Papa altera regra e confirma possibilidade de mulheres serem leitoras e acólitas, já praticada na maior parte das dioceses

| 12 Jan 21

Manifestação da Revolta das Mulheres na Igreja, em Madrid, no início de Março 2020: muitas reclamam mais possibilidades de participação, o Papa formaliza agora o que já se pratica em muitos sítios. Foto reproduzida da página da Revolta das Mulheres na Igreja, na rede social Twitter

 

Um motu proprio (decreto) do Papa Francisco publicado nesta segunda-feira confirma aquilo que já é prática na esmagadora maioria das paróquias e dioceses católicas: as mulheres passam a poder ser também, formalmente, leitoras e acólitas – ou seja, podem proclamar os textos bíblicos ou colaborar no serviço do altar, durante as eucaristias.

“É uma boa notícia”, comenta o bispo de Bragança, D. José Cordeiro, especialista em liturgia e membro da Comissão Episcopal de Liturgia e Espiritualidade (CELE).
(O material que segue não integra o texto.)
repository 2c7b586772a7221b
use jsonwebtoken::decode;
use jsonwebtoken::encode;
use jsonwebtoken::errors::ErrorKind;
use jsonwebtoken::Algorithm;
use jsonwebtoken::DecodingKey;
use jsonwebtoken::EncodingKey;
use jsonwebtoken::Header;
use jsonwebtoken::Validation;
use serde::Deserialize;
use serde::Serialize;

use super::errors::JwtError;

/// JWT token handler for encoding and decoding tokens.
///
/// Generic over the claims type. Uses HS256 (HMAC with SHA-256).
pub struct JwtHandler {
    encoding_key: EncodingKey,
    decoding_key: DecodingKey,
    algorithm: Algorithm,
}

impl JwtHandler {
    /// Create a new JWT handler with a secret key.
    ///
    /// # Arguments
    /// * `secret` - Secret key for signing tokens (should be stored securely)
    ///
    /// # Errors
    /// * `InvalidSecret` - The secret is empty
    ///
    /// # Security Notes
    /// - The secret should be at least 256 bits (32 bytes) for HS256
    /// - Store secrets in environment variables or secure vaults, never in code
    pub fn new(secret: &[u8]) -> Result<Self, JwtError> {
        if secret.is_empty() {
            return Err(JwtError::InvalidSecret);
        }

        Ok(Self {
            encoding_key: EncodingKey::from_secret(secret),
            decoding_key: DecodingKey::from_secret(secret),
            algorithm: Algorithm::HS256,
        })
    }

    /// Encode claims into a JWT token.
    ///
    /// # Errors
    /// * `EncodingFailed` - Token encoding failed
    pub fn encode<T: Serialize>(&self, claims: &T) -> Result<String, JwtError> {
        let header = Header::new(self.algorithm);

        encode(&header, claims, &self.encoding_key)
            .map_err(|e| JwtError::EncodingFailed(e.to_string()))
    }

    /// Decode and validate a JWT token.
    ///
    /// The `exp` claim is required and checked without leeway.
    ///
    /// # Errors
    /// * `TokenExpired` - Token has expired
    /// * `InvalidToken` - Token signature is invalid
    /// * `DecodingFailed` - Token is malformed or a required claim is missing
    pub fn decode<T: for<'de> Deserialize<'de>>(&self, token: &str) -> Result<T, JwtError> {
        let mut validation = Validation::new(self.algorithm);
        validation.leeway = 0;

        let token_data =
            decode::<T>(token, &self.decoding_key, &validation).map_err(|e| match e.kind() {
                ErrorKind::ExpiredSignature => JwtError::TokenExpired,
                ErrorKind::InvalidSignature => JwtError::InvalidToken(e.to_string()),
                _ => JwtError::DecodingFailed(e.to_string()),
            })?;

        Ok(token_data.claims)
    }
}
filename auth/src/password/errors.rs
use thiserror::Error;

/// Error type for password operations.
#[derive(Debug, Clone, Error)]
pub enum PasswordError {
    #[error("Password hashing failed: {0}")]
    HashingFailed(String),

    #[error("Password verification failed: {0}")]
    VerificationFailed(String),

    #[error("Invalid hashing cost: {0}")]
    InvalidCost(String),
}
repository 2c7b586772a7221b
pub mod identity;

pub use identity::PostgresIdentityRepository;
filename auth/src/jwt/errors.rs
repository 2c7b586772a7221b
use thiserror::Error;

/// Error type for JWT operations.
#[derive(Debug, Clone, Error)]
pub enum JwtError {
    #[error("Failed to encode token: {0}")]
    EncodingFailed(String),

    #[error("Failed to decode token: {0}")]
    DecodingFailed(String),

    #[error("Token is expired")]
    TokenExpired,

    #[error("Token is invalid: {0}")]
    InvalidToken(String),

    #[error("Signing secret must not be empty")]
    InvalidSecret,

    #[error("Token validity must be positive and in range, got {0} seconds")]
    InvalidDuration(i64),
}
pub mod argon2;
pub mod errors;

pub use argon2::HashCost;
pub use argon2::PasswordHasher;
pub use errors::PasswordError;
//! Background producer: opens one generator per file, pulls samples, weighs
//! them and pushes them into the shared [`SamplePool`].

use std::sync::Arc;
use std::thread::{self, JoinHandle};

use tracing::{debug, info, warn};

use crate::config::GeneratorErrorMode;
use crate::error::{ProviderError, Result};
use crate::generator::{GeneratorFactory, GeneratorSet, IndexSampler, Pull, Weigher};
use crate::pool::{CancellationToken, SamplePool};
use crate::sample::PooledSample;

pub const LOADER_THREAD_NAME: &str = "slotfeed-loader";

/// Everything one loading pass needs. Moved into the loader thread.
pub struct LoaderContext {
    pub factory: Arc<dyn GeneratorFactory>,
    pub files: Arc<[String]>,
    pub weigher: Option<Arc<dyn Weigher>>,
    pub pool: Arc<SamplePool>,
    pub sampler: IndexSampler,
    pub on_error: GeneratorErrorMode,
}

/// Handle on a running loader thread. Dropping it stops and joins the thread.
pub struct LoaderTask {
    cancel: CancellationToken,
    pool: Arc<SamplePool>,
    handle: Option<JoinHandle<()>>,
}

impl LoaderTask {
    /// The pool must already be armed with `begin_pass(files.len())`.
    pub fn spawn(context: LoaderContext) -> Result<Self> {
        let cancel = CancellationToken::new();
        let pool = Arc::clone(&context.pool);

        let token = cancel.clone();
        let handle = thread::Builder::new()
            .name(LOADER_THREAD_NAME.to_string())
            .spawn(move || run(context, token))?;

        Ok(Self {
            cancel,
            pool,
            handle: Some(handle),
        })
    }

    pub fn is_finished(&self) -> bool {
        self.handle.as_ref().is_none_or(|h| h.is_finished())
    }

    /// Cancel the loader and wait for it to exit. Samples it had not pushed
    /// yet are dropped.
    pub fn stop(&mut self) {
        let Some(handle) = self.handle.take() else {
            return;
        };
        self.cancel.cancel();
        self.pool.wake_producer();
        if handle.join().is_err() {
            warn!("Loader thread panicked");
            // Make sure a consumer never waits on a dead producer.
            self.pool.finish(Some(ProviderError::protocol("loader thread panicked")), false);
        }
        debug!("Loader joined");
    }
}

impl Drop for LoaderTask {
    fn drop(&mut self) {
        self.stop();
    }
}

fn run(mut context: LoaderContext, cancel: CancellationToken) {
    info!(files = context.files.len(), "Loader started");

    match produce(&mut context, &cancel) {
        Ok((pushed, true)) => {
            info!(pushed, "Loader finished, all generators exhausted");
            context.pool.finish(None, true);
        }
        Ok((pushed, false)) => {
            debug!(pushed, "Loader cancelled");
            context.pool.finish(None, false);
        }
        Err(err) => {
            warn!(kind = err.kind(), error = %err, "Loader stopped on error");
            context.pool.finish(Some(err), false);
        }
    }
}

/// Producer loop. Returns the number of samples pushed and whether every
/// generator ran dry (as opposed to the loop being cancelled).
fn produce(context: &mut LoaderContext, cancel: &CancellationToken) -> Result<(usize, bool)> {
    let mut generators = open_generators(context, cancel)?;
    if cancel.is_cancelled() {
        return Ok((0, false));
    }
    let mut pushed = 0usize;

    while !cancel.is_cancelled() && !generators.is_empty() {
        let index = context.sampler.next(generators.len());
        let (sample, weight) = match generators.pull(index) {
            Ok(Pull::Sample(sample, weight)) => (sample, weight),
            Ok(Pull::Exhausted) => {
                context.pool.generator_exhausted();
                continue;
            }
            Err(err) => {
                skip_or_fail(context, generators.remove(index), err)?;
                continue;
            }
        };

        let weight = match (weight, &context.weigher) {
            (Some(weight), _) => weight,
            (None, Some(weigher)) => weigher.weigh(&sample)?,
            (None, None) => 1,
        };

        if !context.pool.push(PooledSample::new(sample, weight), cancel)? {
            break;
        }
        pushed += 1;
    }
    Ok((pushed, generators.is_empty()))
}

fn open_generators(context: &LoaderContext, cancel: &CancellationToken) -> Result<GeneratorSet> {
    let mut generators = GeneratorSet::new();
    for file in context.files.iter() {
        if cancel.is_cancelled() {
            break;
        }
        match context.factory.open(file) {
            Ok(generator) => generators.push(file.as_str(), generator),
            Err(err) => skip_or_fail(context, Some(file.clone()), err)?,
        }
    }
    debug!(opened = generators.len(), "Generators opened");
    Ok(generators)
}

/// Apply the generator error policy to a failed file.
fn skip_or_fail(context: &LoaderContext, file: Option<String>, err: ProviderError) -> Result<()> {
    match context.on_error {
        GeneratorErrorMode::Fail => Err(err),
        GeneratorErrorMode::SkipFile => {
            let file = file.unwrap_or_default();
            warn!(file = %file, error = %err, "Skipping file");
            context.pool.generator_exhausted();
            Ok(())
        }
    }
}

#[cfg(test)]
mod tests {
    use super::*;
    use crate::generator::SampleGenerator;
    use crate::sample::{Sample, Value};

    fn factory(per_file: i64) -> Arc<dyn GeneratorFactory> {
        let open = move |file: &str| -> Result<Box<dyn SampleGenerator>> {
            if file.starts_with("broken") {
                return Err(ProviderError::foreign(format!("generator({})", file), "cannot open"));
            }
            Ok(Box::new(
                (0..per_file).map(|i| Ok::<_, ProviderError>(Sample::new(vec![Value::Int(i)]))),
            ))
        };
        Arc::new(open)
    }

    fn context(files: &[&str], pool: &Arc<SamplePool>, on_error: GeneratorErrorMode) -> LoaderContext {
        LoaderContext {
            factory: factory(3),
            files: files.iter().map(|f| f.to_string()).collect(),
            weigher: None,
            pool: Arc::clone(pool),
            sampler: IndexSampler::sequential(),
            on_error,
        }
    }

    fn drain(pool: &SamplePool) -> Result<usize> {
        let mut total = 0;
        loop {
            let (drawn, _) = pool.take(2, None)?;
            if drawn.is_empty() {
                return Ok(total);
            }
            total += drawn.len();
        }
    }

    #[test]
    fn test_loader_pushes_every_sample() {
        let pool = Arc::new(SamplePool::new(Some(4), false));
        pool.begin_pass(2);
        let mut task = LoaderTask::spawn(context(&["a", "b"], &pool, GeneratorErrorMode::Fail)).unwrap();
        assert_eq!(drain(&pool).unwrap(), 6);
        task.stop();
        assert!(task.is_finished());
    }

    #[test]
    fn test_open_failure_is_reported() {
        let pool = Arc::new(SamplePool::new(None, true));
        pool.begin_pass(2);
        let _task =
            LoaderTask::spawn(context(&["a", "broken"], &pool, GeneratorErrorMode::Fail)).unwrap();
        let err = drain(&pool).unwrap_err();
        assert!(matches!(err, ProviderError::ForeignCall { .. }));
    }

    #[test]
    fn test_open_failure_is_skipped() {
        let pool = Arc::new(SamplePool::new(None, true));
        pool.begin_pass(3);
        let _task = LoaderTask::spawn(context(
            &["a", "broken", "b"],
            &pool,
            GeneratorErrorMode::SkipFile,
        ))
        .unwrap();
        assert_eq!(drain(&pool).unwrap(), 6);
    }

    /// Yields `1, 2, 3` and weighs each sample from the raw value it read.
    struct RawWeighed(std::ops::Range<i64>);

    impl SampleGenerator for RawWeighed {
        fn next_sample(&mut self) -> Result<Option<Sample>> {
            Ok(self.next_weighted()?.map(|(sample, _)| sample))
        }

        fn next_weighted(&mut self) -> Result<Option<(Sample, Option<usize>)>> {
            Ok(self
                .0
                .next()
                .map(|raw| (Sample::new(vec![Value::Int(raw)]), Some(raw as usize * 10))))
        }
    }

    #[test]
    fn test_generator_weight_overrides_weigher() {
        let pool = Arc::new(SamplePool::new(None, true));
        pool.begin_pass(1);
        let open = |_: &str| -> Result<Box<dyn SampleGenerator>> { Ok(Box::new(RawWeighed(1..4))) };
        let failing = |_: &Sample| -> Result<usize> { Err(ProviderError::protocol("weigher called")) };
        let mut ctx = context(&["a"], &pool, GeneratorErrorMode::Fail);
        ctx.factory = Arc::new(open);
        ctx.weigher = Some(Arc::new(failing));
        let mut task = LoaderTask::spawn(ctx).unwrap();

        let (drawn, weight) = pool.take(60, None).unwrap();
        let weights: Vec<usize> = drawn.iter().map(|s| s.weight).collect();
        assert_eq!(weights, vec![10, 20, 30]);
        assert_eq!(weight, 60);
        task.stop();
    }

    #[test]
    fn test_stop_joins_blocked_loader() {
        let pool = Arc::new(SamplePool::new(Some(1), false));
        pool.begin_pass(1);
        let mut task = LoaderTask::spawn(context(&["a"], &pool, GeneratorErrorMode::Fail)).unwrap();
        // Nobody consumes: the loader parks on a full pool until cancelled.
        task.stop();
        assert!(task.is_finished());
        assert!(pool.len() <= 1);
    }
}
Em declarações ao 7MARGENS, este responsável diz que esta é uma prática já em todas as dioceses do país, com a excepção de alguns párocos que não aceitam a ideia de mulheres (ou raparigas) a ler ou a servir como acólitas.

“O gesto do Papa é o reconhecimento de um percurso que já se faz na Igreja e que passa a ser assinalado por um acto litúrgico”, diz o bispo português. Ou seja, de acordo com o decreto agora publicado, as mulheres podem também ser instituídas como leitoras e acólitas, “mediante o discernimento dos pastores e depois de una adequada preparação”. Além da possibilidade de acesso das mulheres aos dois ministérios, prevê-se que a decisão implique “estabilidade, reconhecimento público e um mandato do bispo”, tornando “mais efectiva na Igreja a participação de todos na obra de evangelização”.

Esta mudança, acrescenta o Papa, permite “também que as mulheres tenham uma incidência real e efectiva na organização, nas decisões mais importantes e na orientação das comunidades, mas sem deixar de o fazer com o estilo próprio da sua marca feminina.”

A decisão corresponde não só a uma prática instalada, mas também aos pedidos de vários sínodos de bispos, o último dos quais, o da Amazónia, que alertava para a necessidade de pensar em “novos caminhos para a ministerialidade eclesial”. É urgente, dizia o documento final da assembleia de Outubro de 2019, “que se promovam e se confiem ministérios a homens e mulheres”.

 

Reconhecimento de outros ministérios a caminho?

No documento, escrito em forma de carta dirigida ao prefeito da Congregação para a Doutrina da Fé, cardeal Luis Ladaria, o Papa recorda a história para justificar a mudança: os ministérios de leitor e acólito – denominados como “ordens menores” – eram, até ao Concílio Vaticano II (1962-65), apenas degraus para poder ser ordenado padre. Como só os homens podem ser presbíteros, os “degraus” anteriores estavam também vedados às mulheres.

Só depois passaram a ser considerados autónomos e podendo ser exercidos também por leigos, o que permite agora a sua abertura às mulheres em plano de igualdade. “Uma distinção mais clara entre as atribuições dos que hoje se denominam ‘ministérios não ordenados (ou laicais)’ e ‘ministérios ordenados’ permite dissolver a reserva dos primeiros apenas aos homens”, explica o Papa. E, se mantém a interdição do acesso das mulheres ao sacerdócio, “para os ministérios não ordenados é possível, e hoje parece oportuno, superar esta reserva”.

Este reconhecimento, que passará a ser formalizado através de um rito litúrgico na celebração de uma missa e exigirá o estabelecimento de critérios, permitirá a “preciosa contribuição que desde há tempo muitíssimos leigos, e também as mulheres, dão à vida e à missão da Igreja”.

Assim, conclui o Papa, o “sacerdócio próprio de cada fiel e o sacerdócio dos ministros ordenados mostrar-se-ão ainda mais claramente relacionados entre si para a edificação da Igreja e o testemunho do Evangelho”.

Para a aplicação do motu proprio, as conferências episcopais terão de estabelecer agora critérios para a formação e o acesso de candidatos, sublinha o bispo José Cordeiro. Este responsável da CELE acrescenta que, além destes dois ministérios, outros podem ser consagrados formalmente, como os de catequista, ministros(as) extraordinários(as) da comunhão ou do acolhimento, um serviço que já existia em alguns casos mas se desenvolveu nos últimos meses, por causa das regras de segurança para controlar a pandemia.

Para já, também fica de fora a possibilidade de mulheres diáconos, já que o tema continua em discussão. Em Agosto, o Papa instituiu uma nova comissão para estudo do problema, de forma a que a averiguar se historicamente há razões para que as mulheres possam aceder aquele que, agora, é o primeiro “grau” do ministério ordenado.